Rarely do South Florida fishing guides prepare lunch for their customers; if they have any food on board at all, it is usually a stale grab-and-go from the local convenience store or a can of Vienna sausages that must be carbon-dated.
But Anthony Hunt is not a typical South Florida fishing guide. The 36-year-old Tamarac resident is a five-star chef who recently helped open Fort Lauderdale hotspot S3 on the beach and also prepares gourmet meals at A-listers’ homes. When he is not baking, sautéing or flash-frying, he is competing on the FLW bass tour or guiding anglers to big catches in lakes, rivers and canals from the Everglades to Central Florida. Recently, Hunt decided to combine cooking and fishing into a single enterprise called BoatAppetite.com — guided freshwater fishing with a fresh, gourmet lunch included.
“One thing the guide industry is missing is hospitality,” Hunt said. “And being the only chef on tour, who better to do it?”
Click on his website to book a trip and tell him where you want to go, what you want to fish for, and what you want to eat for lunch. He offers full-, half- and three-quarter day and nighttime excursions for up to three anglers aboard his tricked-out 20-foot Ranger bass boat. For larger groups, he draws from a cadre of trusted guides to handle the overflow.

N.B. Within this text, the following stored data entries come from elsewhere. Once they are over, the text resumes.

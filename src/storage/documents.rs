//! The persisted entities: installations, runs, results, outputs and named
//! parameter/credential sets.

use std::collections::BTreeMap;
use std::path::PathBuf;

use chrono::{DateTime, Utc};
use serde::{Deserialize, Serialize};
use serde_json::Value;

use crate::bundle::definition::{Bundle, Schema};
use crate::bundle::reference::{Digest, OciReferenceParts};
use crate::errors::{BundleError, Result};
use crate::patterns;
use crate::secrets::strategy::SecretStrategy;
use crate::types::ResultStatus;

/// Time-ordered unique id. Lexical order matches creation order.
pub fn new_id() -> String {
    uuid::Uuid::now_v7().to_string()
}

/// What the user wants an installation to look like.
#[derive(Debug, Clone, Default, PartialEq, Serialize, Deserialize)]
#[serde(rename_all = "camelCase")]
pub struct InstallationSpec {
    #[serde(default)]
    pub namespace: String,
    pub name: String,
    #[serde(default)]
    pub bundle: OciReferenceParts,
    #[serde(default, skip_serializing_if = "Vec::is_empty")]
    pub parameters: Vec<SecretStrategy>,
    #[serde(default, skip_serializing_if = "Vec::is_empty")]
    pub credentials: Vec<SecretStrategy>,
    #[serde(default, skip_serializing_if = "Vec::is_empty")]
    pub parameter_sets: Vec<String>,
    #[serde(default, skip_serializing_if = "Vec::is_empty")]
    pub credential_sets: Vec<String>,
    #[serde(default, skip_serializing_if = "BTreeMap::is_empty")]
    pub labels: BTreeMap<String, String>,
    #[serde(default, skip_serializing_if = "Option::is_none")]
    pub custom: Option<Value>,
    /// Desired state: the installation should be uninstalled.
    #[serde(default, skip_serializing_if = "std::ops::Not::not")]
    pub uninstalled: bool,
    /// Bundle directory when the installation is applied from a workspace.
    #[serde(default, skip_serializing_if = "Option::is_none")]
    pub bundle_dir: Option<PathBuf>,
}

impl InstallationSpec {
    pub fn new(namespace: impl Into<String>, name: impl Into<String>) -> Self {
        Self {
            namespace: namespace.into(),
            name: name.into(),
            ..Default::default()
        }
    }

    /// Names typed by users may not contain `/`; that separator is reserved
    /// for dependency installations (`PARENT/DEPKEY`).
    pub fn validate_user_name(&self) -> Result<()> {
        let re = patterns::get(&patterns::USER_NAME)?;
        if !re.is_match(&self.name) {
            return Err(BundleError::invalid_manifest(format!(
                "invalid installation name {:?}: names must start with a letter or digit and may only contain letters, digits, '.', '_' and '-'",
                self.name
            )));
        }
        if self.namespace.contains('/') {
            return Err(BundleError::invalid_manifest(format!(
                "invalid namespace {:?}: '/' is not allowed",
                self.namespace
            )));
        }
        Ok(())
    }

    pub fn display_name(&self) -> String {
        if self.namespace.is_empty() {
            self.name.clone()
        } else {
            format!("{}/{}", self.namespace, self.name)
        }
    }
}

#[derive(Debug, Clone, Default, PartialEq, Serialize, Deserialize)]
#[serde(rename_all = "camelCase")]
pub struct InstallationStatus {
    pub created: Option<DateTime<Utc>>,
    pub modified: Option<DateTime<Utc>>,
    #[serde(default, skip_serializing_if = "Option::is_none")]
    pub installed: Option<DateTime<Utc>>,
    #[serde(default, skip_serializing_if = "Option::is_none")]
    pub uninstalled: Option<DateTime<Utc>>,
    #[serde(default, skip_serializing_if = "String::is_empty")]
    pub last_run_id: String,
    #[serde(default, skip_serializing_if = "String::is_empty")]
    pub last_result_id: String,
    #[serde(default, skip_serializing_if = "String::is_empty")]
    pub last_action: String,
    #[serde(default, skip_serializing_if = "Option::is_none")]
    pub last_status: Option<ResultStatus>,
    #[serde(default, skip_serializing_if = "String::is_empty")]
    pub bundle_reference: String,
    #[serde(default, skip_serializing_if = "String::is_empty")]
    pub bundle_version: String,
    #[serde(default, skip_serializing_if = "Option::is_none")]
    pub bundle_digest: Option<Digest>,
    #[serde(default)]
    pub installation_completed: bool,
}

#[derive(Debug, Clone, Default, PartialEq, Serialize, Deserialize)]
#[serde(rename_all = "camelCase")]
pub struct Installation {
    pub id: String,
    #[serde(flatten)]
    pub spec: InstallationSpec,
    #[serde(default)]
    pub status: InstallationStatus,
}

impl Installation {
    pub fn new(spec: InstallationSpec) -> Self {
        Self {
            id: new_id(),
            spec,
            status: InstallationStatus::default(),
        }
    }

    pub fn namespace(&self) -> &str {
        &self.spec.namespace
    }

    pub fn name(&self) -> &str {
        &self.spec.name
    }

    pub fn is_installed(&self) -> bool {
        self.status.installed.is_some() && self.status.uninstalled.is_none()
    }

    pub fn is_uninstalled(&self) -> bool {
        self.status.uninstalled.is_some()
    }

    /// Take the user-controlled fields from `spec`, keeping id and status.
    pub fn apply_spec(&mut self, spec: InstallationSpec) {
        self.spec = spec;
    }

    /// Fold a run's result into the denormalised status.
    pub fn apply_result(&mut self, run: &Run, result: &RunResult) {
        let modifies = run.bundle.action_modifies(&run.action).unwrap_or(false);

        self.status.last_run_id = run.id.clone();
        self.status.last_action = run.action.clone();
        self.status.last_result_id = result.id.clone();
        self.status.last_status = Some(result.status);

        if !modifies {
            return;
        }

        self.status.bundle_reference = run.bundle_reference.clone();
        self.status.bundle_version = run.bundle.version.clone();
        self.status.bundle_digest = Some(run.bundle_digest.clone());

        if result.status == ResultStatus::Succeeded {
            match run.action.as_str() {
                crate::bundle::ACTION_INSTALL => {
                    self.status.installed = Some(result.created);
                    self.status.uninstalled = None;
                    self.status.installation_completed = true;
                }
                crate::bundle::ACTION_UNINSTALL => {
                    self.status.uninstalled = Some(result.created);
                }
                _ => {}
            }
        }
    }

    /// Rebuild the status from the ordered run/result history.
    pub fn recompute_status(&mut self, runs: &[Run], results: &BTreeMap<String, Vec<RunResult>>) {
        let created = self.status.created;
        let modified = self.status.modified;
        self.status = InstallationStatus {
            created,
            modified,
            ..Default::default()
        };
        let mut ordered: Vec<&Run> = runs.iter().collect();
        ordered.sort_by(|a, b| a.id.cmp(&b.id));
        for run in ordered {
            let Some(run_results) = results.get(&run.id) else {
                continue;
            };
            let mut run_results: Vec<&RunResult> = run_results.iter().collect();
            run_results.sort_by(|a, b| a.id.cmp(&b.id));
            for result in run_results {
                self.apply_result(run, result);
            }
        }
    }
}

/// The intent to run one action against an installation, frozen at
/// creation time.
#[derive(Debug, Clone, PartialEq, Serialize, Deserialize)]
#[serde(rename_all = "camelCase")]
pub struct Run {
    pub id: String,
    pub installation_id: String,
    pub namespace: String,
    pub installation: String,
    pub bundle_reference: String,
    pub bundle_digest: Digest,
    pub bundle: Bundle,
    pub action: String,
    #[serde(default)]
    pub parameters: Vec<SecretStrategy>,
    #[serde(default)]
    pub credential_sets: Vec<String>,
    #[serde(default)]
    pub parameter_sets: Vec<String>,
    pub created: DateTime<Utc>,
}

impl Run {
    pub fn new(installation: &Installation, action: &str, bundle: Bundle, reference: &str) -> Result<Self> {
        let bundle_digest = bundle.digest()?;
        Ok(Self {
            id: new_id(),
            installation_id: installation.id.clone(),
            namespace: installation.spec.namespace.clone(),
            installation: installation.spec.name.clone(),
            bundle_reference: reference.to_string(),
            bundle_digest,
            bundle,
            action: action.to_string(),
            parameters: Vec::new(),
            credential_sets: installation.spec.credential_sets.clone(),
            parameter_sets: installation.spec.parameter_sets.clone(),
            created: Utc::now(),
        })
    }

    /// The frozen bundle must still hash to the recorded digest.
    pub fn verify_digest(&self) -> Result<()> {
        let actual = self.bundle.digest()?;
        if actual != self.bundle_digest {
            return Err(BundleError::IntegrityError(format!(
                "run {} records bundle digest {} but its frozen bundle hashes to {actual}",
                self.id, self.bundle_digest
            )));
        }
        Ok(())
    }

    pub fn new_result(&self, status: ResultStatus, message: impl Into<String>) -> RunResult {
        RunResult {
            id: new_id(),
            run_id: self.id.clone(),
            namespace: self.namespace.clone(),
            installation: self.installation.clone(),
            status,
            message: message.into(),
            created: Utc::now(),
            output_metadata: BTreeMap::new(),
        }
    }
}

#[derive(Debug, Clone, Default, PartialEq, Eq, Serialize, Deserialize)]
#[serde(rename_all = "camelCase")]
pub struct OutputMetadata {
    pub content_digest: Option<Digest>,
    #[serde(default)]
    pub generated_by_bundle: bool,
}

/// Outcome of a run. A run has a `running` result followed by a terminal one.
#[derive(Debug, Clone, PartialEq, Serialize, Deserialize)]
#[serde(rename_all = "camelCase")]
pub struct RunResult {
    pub id: String,
    pub run_id: String,
    pub namespace: String,
    pub installation: String,
    pub status: ResultStatus,
    #[serde(default)]
    pub message: String,
    pub created: DateTime<Utc>,
    #[serde(default, skip_serializing_if = "BTreeMap::is_empty")]
    pub output_metadata: BTreeMap<String, OutputMetadata>,
}

/// A value produced by a run.
#[derive(Debug, Clone, PartialEq, Serialize, Deserialize)]
#[serde(rename_all = "camelCase")]
pub struct Output {
    pub id: String,
    pub name: String,
    pub namespace: String,
    pub installation: String,
    pub run_id: String,
    pub result_id: String,
    /// Hex-encoded on disk; empty when the value lives in the secret store.
    #[serde(with = "hex_bytes", default)]
    pub value: Vec<u8>,
    /// Secret store handle when the output is sensitive.
    #[serde(default, skip_serializing_if = "String::is_empty")]
    pub key: String,
    pub content_digest: Digest,
    #[serde(default, skip_serializing_if = "Option::is_none")]
    pub schema: Option<Schema>,
    #[serde(default)]
    pub generated_by_bundle: bool,
    #[serde(default)]
    pub sensitive: bool,
    pub created: DateTime<Utc>,
}

impl Output {
    pub fn new(result: &RunResult, name: &str, value: Vec<u8>) -> Self {
        Self {
            id: new_id(),
            name: name.to_string(),
            namespace: result.namespace.clone(),
            installation: result.installation.clone(),
            run_id: result.run_id.clone(),
            result_id: result.id.clone(),
            content_digest: Digest::sha256(&value),
            value,
            key: String::new(),
            schema: None,
            generated_by_bundle: false,
            sensitive: false,
            created: Utc::now(),
        }
    }

    pub fn value_string(&self) -> String {
        String::from_utf8_lossy(&self.value).into_owned()
    }
}

mod hex_bytes {
    use serde::{Deserialize, Deserializer, Serializer};

    pub fn serialize<S: Serializer>(bytes: &[u8], s: S) -> Result<S::Ok, S::Error> {
        s.serialize_str(&hex::encode(bytes))
    }

    pub fn deserialize<'de, D: Deserializer<'de>>(d: D) -> Result<Vec<u8>, D::Error> {
        let s = String::deserialize(d)?;
        hex::decode(s).map_err(serde::de::Error::custom)
    }
}

/// A named, namespaced list of parameter sources.
#[derive(Debug, Clone, Default, PartialEq, Serialize, Deserialize)]
#[serde(rename_all = "camelCase")]
pub struct ParameterSet {
    #[serde(default)]
    pub namespace: String,
    pub name: String,
    #[serde(default)]
    pub parameters: Vec<SecretStrategy>,
    #[serde(default, skip_serializing_if = "BTreeMap::is_empty")]
    pub labels: BTreeMap<String, String>,
    #[serde(default)]
    pub created: Option<DateTime<Utc>>,
    #[serde(default)]
    pub modified: Option<DateTime<Utc>>,
}

/// A named, namespaced list of credential sources.
#[derive(Debug, Clone, Default, PartialEq, Serialize, Deserialize)]
#[serde(rename_all = "camelCase")]
pub struct CredentialSet {
    #[serde(default)]
    pub namespace: String,
    pub name: String,
    #[serde(default)]
    pub credentials: Vec<SecretStrategy>,
    #[serde(default, skip_serializing_if = "BTreeMap::is_empty")]
    pub labels: BTreeMap<String, String>,
    #[serde(default)]
    pub created: Option<DateTime<Utc>>,
    #[serde(default)]
    pub modified: Option<DateTime<Utc>>,
}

“I’m really trying to target people who want a different experience and love good food,” he said.
Before water levels began rising in April and May, Hunt and his customers were enjoying 60-bass days in several of the Everglades canals, casting everything from plastic frogs to swimbaits to topwater plugs. These days, the fish are spreading out into their expanded wet-season habitat, but there are still plenty of postspawn lunkers in the 5- to 8-pound class ready to take a bait.
On a recent trip to the canals around Sawgrass Recreation Area in west Broward, Hunt and a customer caught and released some 30 bass to about 3 pounds using mainly brown/tan Live Target Frogs. Casting to lily pads and deadfalls, guide and angler watched breathlessly as the larger fish crashed the lively, jumping plastic baits at the surface.
They paused from fishing at midday to munch on curried chicken salad accompanied by a tart cole slaw and a dessert of fresh strawberries soaked in red wine — hardly a typical Florida bass outing. Then they resumed casting and pitching baits until thunderstorms chased them back to the boat ramp.
Afterward, Hunt’s customer was hard-pressed to decide which was better — the food or the fishing. It was just too close to call.